Core Concepts¶
Skippr Architecture¶
At-least Once¶
Skippr guarantees at-least once delivery to the output. Checkpoints of ingested data from the input are tracked internally and committed once the data is synced to the output.
Exactly Once semantics are in development where the output plugins will commit offsets on sync.
Checkpointing¶
Each input plugin implements its own checkpointing method according to the semantics of the data source.
For data sources like Kafka, this is simply a case of implementing the offsets capability of the Kafka Consumer API.
A more complex example of checkpointing can be found in the S3 input plugin, which tracks the object store last modified data and file line ingested.

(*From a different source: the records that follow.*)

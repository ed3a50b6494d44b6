//! Parley SDK
//!
//! Shared error and data types used by the Parley engine and by anything
//! that plugs a speech or generation backend into it.

/// Error types and handling
pub mod errors;

/// Conversation and speech types
pub mod types;

// Re-export commonly used types
pub use errors::{EngineError, ParleyErrorExt};
pub use types::{ListenOutcome, Role, SpeechFailure, Utterance};
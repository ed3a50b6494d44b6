//! Configuration management
//!
//! This module handles loading, validation, and management of the Parley configuration.
//! Configuration is stored in TOML format at ~/.parley/config.toml.
//!
//! # Configuration Sections
//!
//! - **core**: Log level
//! - **llm**: Generation provider and its request options
//! - **retry**: Attempt budget and fixed delay for throttled generation calls
//! - **rate_limit**: Fixed-window request governor
//! - **memory**: Conversation memory size and role labels
//! - **sanitizer**: Input validation limits
//! - **conversation**: Exit keywords and canned replies
//! - **speech**: Microphone, recognition and synthesis settings
//!
//! Every timing constant lives here rather than in code; the values below are
//! defaults, not fixed behavior.
//!
//! # Examples
//!
//! ```no_run
//! use parley_engine::config::Config;
//!
//! # fn main() -> Result<(), Box<dyn std::error::Error>> {
//! let config = Config::load_or_create()?;
//!
//! println!("Model: {}", config.llm.gemini.model);
//! println!("Retries: {}", config.retry.max_attempts);
//! # Ok(())
//! # }
//! ```

use sdk::errors::EngineError;
use serde::{Deserialize, Serialize};
use std::fs;
use std::path::{Path, PathBuf};
use std::time::Duration;

/// Main configuration structure
///
/// `core` and `llm` are required; every other section falls back to its
/// defaults when absent.
#[derive(Debug, Clone, Serialize, Deserialize)]
pub struct Config {
    /// Core settings
    pub core: CoreConfig,

    /// Generation provider configuration
    pub llm: LLMConfig,

    /// Generation retry policy
    #[serde(default)]
    pub retry: RetryConfig,

    /// Generation rate limit
    #[serde(default)]
    pub rate_limit: RateLimitConfig,

    /// Conversation memory
    #[serde(default)]
    pub memory: MemoryConfig,

    /// Input validation
    #[serde(default)]
    pub sanitizer: SanitizerConfig,

    /// Loop behavior
    #[serde(default)]
    pub conversation: ConversationConfig,

    /// Speech capture, recognition and synthesis
    #[serde(default)]
    pub speech: SpeechConfig,
}

/// Core configuration
#[derive(Debug, Clone, Serialize, Deserialize)]
pub struct CoreConfig {
    /// Log level (error, warn, info, debug, trace)
    #[serde(default = "default_log_level")]
    pub log_level: String,
}

/// Generation provider configuration
#[derive(Debug, Clone, Serialize, Deserialize)]
pub struct LLMConfig {
    /// Generation provider (gemini)
    #[serde(default = "default_provider")]
    pub provider: String,

    /// Gemini provider settings
    #[serde(default)]
    pub gemini: GeminiConfig,
}

/// Gemini provider configuration
#[derive(Debug, Clone, Serialize, Deserialize)]
pub struct GeminiConfig {
    /// Base URL for the Gemini API
    #[serde(default = "default_gemini_base_url")]
    pub base_url: String,

    /// Model name
    #[serde(default = "default_gemini_model")]
    pub model: String,

    /// Upper bound on generated tokens per reply
    #[serde(default = "default_max_output_tokens")]
    pub max_output_tokens: u32,

    /// Sampling temperature (0.0-2.0)
    #[serde(default = "default_temperature")]
    pub temperature: f64,

    /// Nucleus sampling cutoff (0.0-1.0)
    #[serde(default = "default_top_p")]
    pub top_p: f64,

    /// Sampling seed
    #[serde(default)]
    pub seed: i64,

    /// Block threshold applied to every harm category
    #[serde(default = "default_safety_threshold")]
    pub safety_threshold: String,

    /// Per-request timeout in seconds
    #[serde(default = "default_request_timeout")]
    pub timeout_secs: u64,
    // Note: API key comes from the environment or the OS keychain, not from config
}

/// Retry policy for throttled generation calls
#[derive(Debug, Clone, Serialize, Deserialize)]
pub struct RetryConfig {
    /// Total attempts, including the first
    #[serde(default = "default_max_attempts")]
    pub max_attempts: u32,

    /// Fixed pause between attempts in milliseconds
    #[serde(default = "default_base_delay_ms")]
    pub base_delay_ms: u64,
}

/// Fixed-window rate limit on generation requests
#[derive(Debug, Clone, Serialize, Deserialize)]
pub struct RateLimitConfig {
    /// Requests allowed per window
    #[serde(default = "default_capacity")]
    pub capacity: u32,

    /// Window length in seconds
    #[serde(default = "default_window_secs")]
    pub window_secs: u64,

    /// Pause after a denied request in seconds
    #[serde(default = "default_cooldown_secs")]
    pub cooldown_secs: u64,
}

/// Conversation memory configuration
#[derive(Debug, Clone, Serialize, Deserialize)]
pub struct MemoryConfig {
    /// Maximum stored turns (user and assistant entries each count as one)
    #[serde(default = "default_max_entries")]
    pub max_entries: usize,

    /// Label prefixed to user turns in the prompt
    #[serde(default = "default_user_label")]
    pub user_label: String,

    /// Label prefixed to assistant turns in the prompt
    #[serde(default = "default_assistant_label")]
    pub assistant_label: String,
}

/// Input validation configuration
#[derive(Debug, Clone, Serialize, Deserialize)]
pub struct SanitizerConfig {
    /// Longest accepted utterance, in characters
    #[serde(default = "default_max_chars")]
    pub max_chars: usize,
}

/// Loop behavior configuration
#[derive(Debug, Clone, Serialize, Deserialize)]
pub struct ConversationConfig {
    /// Any utterance containing one of these (case-insensitive) ends the loop
    #[serde(default = "default_exit_keywords")]
    pub exit_keywords: Vec<String>,

    /// Spoken when the rate limiter denies a request
    #[serde(default = "default_rate_limited_reply")]
    pub rate_limited_reply: String,

    /// Spoken when generation fails or exhausts its retries
    #[serde(default = "default_apology_reply")]
    pub apology_reply: String,
}

/// Speech capture, recognition and synthesis configuration
#[derive(Debug, Clone, Serialize, Deserialize)]
pub struct SpeechConfig {
    /// BCP-47 language code for recognition and synthesis
    #[serde(default = "default_language_code")]
    pub language_code: String,

    /// Seconds to wait for speech to start before giving up
    #[serde(default = "default_listen_timeout")]
    pub listen_timeout_secs: u64,

    /// Longest phrase recorded in one turn, in seconds
    #[serde(default = "default_phrase_time_limit")]
    pub phrase_time_limit_secs: u64,

    /// Capture rate handed to voice detection and recognition: 8000, 16000,
    /// 32000 or 48000. Devices that cannot capture at it are resampled.
    #[serde(default = "default_sample_rate")]
    pub sample_rate_hz: u32,

    /// Voice detection aggressiveness, 0 (quality) to 3 (very aggressive)
    #[serde(default = "default_vad_mode")]
    pub vad_mode: u8,

    /// Trailing quiet that ends a phrase, in milliseconds
    #[serde(default = "default_trailing_silence_ms")]
    pub trailing_silence_ms: u64,

    /// Recognition model
    #[serde(default = "default_stt_model")]
    pub stt_model: String,

    /// Ask the recognizer to punctuate transcripts
    #[serde(default = "default_true")]
    pub automatic_punctuation: bool,

    /// Synthesis voice name
    #[serde(default = "default_voice_name")]
    pub voice_name: String,

    /// Base URL for the recognition API
    #[serde(default = "default_speech_base_url")]
    pub speech_base_url: String,

    /// Base URL for the synthesis API
    #[serde(default = "default_tts_base_url")]
    pub tts_base_url: String,

    /// Recognition and synthesis request timeout in seconds
    #[serde(default = "default_request_timeout")]
    pub timeout_secs: u64,
}

// Default value functions
fn default_log_level() -> String {
    "info".to_string()
}

fn default_true() -> bool {
    true
}

fn default_provider() -> String {
    "gemini".to_string()
}

fn default_gemini_base_url() -> String {
    "https://generativelanguage.googleapis.com/v1beta".to_string()
}

fn default_gemini_model() -> String {
    "gemini-1.5-pro-002".to_string()
}

fn default_max_output_tokens() -> u32 {
    4000
}

fn default_temperature() -> f64 {
    0.7
}

fn default_top_p() -> f64 {
    0.95
}

fn default_safety_threshold() -> String {
    "BLOCK_LOW_AND_ABOVE".to_string()
}

fn default_request_timeout() -> u64 {
    60
}

fn default_max_attempts() -> u32 {
    3
}

fn default_base_delay_ms() -> u64 {
    2000
}

fn default_capacity() -> u32 {
    30
}

fn default_window_secs() -> u64 {
    60
}

fn default_cooldown_secs() -> u64 {
    5
}

fn default_max_entries() -> usize {
    10
}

Formats, Serializers and Deserializers¶
Skippr supports various common data input and output formats. Universal (de)serialization is central to Skipprs connect anything to anything
principle.
Skippr serde's are generally wrappers around common C libs with extra validation and formatting auto-fixing.
Supported Formats¶
- Json
- Delimiter (
,
;
|
\t
) - Avro
- Parquet
- Arrow (Coming Soon)
Auto-fixing¶
... what do you mean by that?
The lessons from hundreds of data sources, trillions of records and years of (frankly painful) data integration have been distilled into the auto-fixing serde's.
Whether it's unicode json, missing or incorrect quotes, syntax errors or magic-byte padding... Skippr will do it's level best to auto-fix on ingest avoiding dozens of common causes of broken pipelines and hours of wasted engineering hours.
Skippr State Storage¶
Skippr creates and maintains the state file skippr-state.json
in your state backend (e.g. local docker /data
volume). This file contains Skippr internal metadata such as data source schema and checkpoints for ingestion progress (think kafka offsets or logstash sincedb).
NOTE: no source data or secrets are stored in the state.
Skippr File Buffer¶
Skippr manages temporary file buffers while ingesting data. The default buffer backend is file
located your local volume mount (e.g. ~/demo/buffer
directory).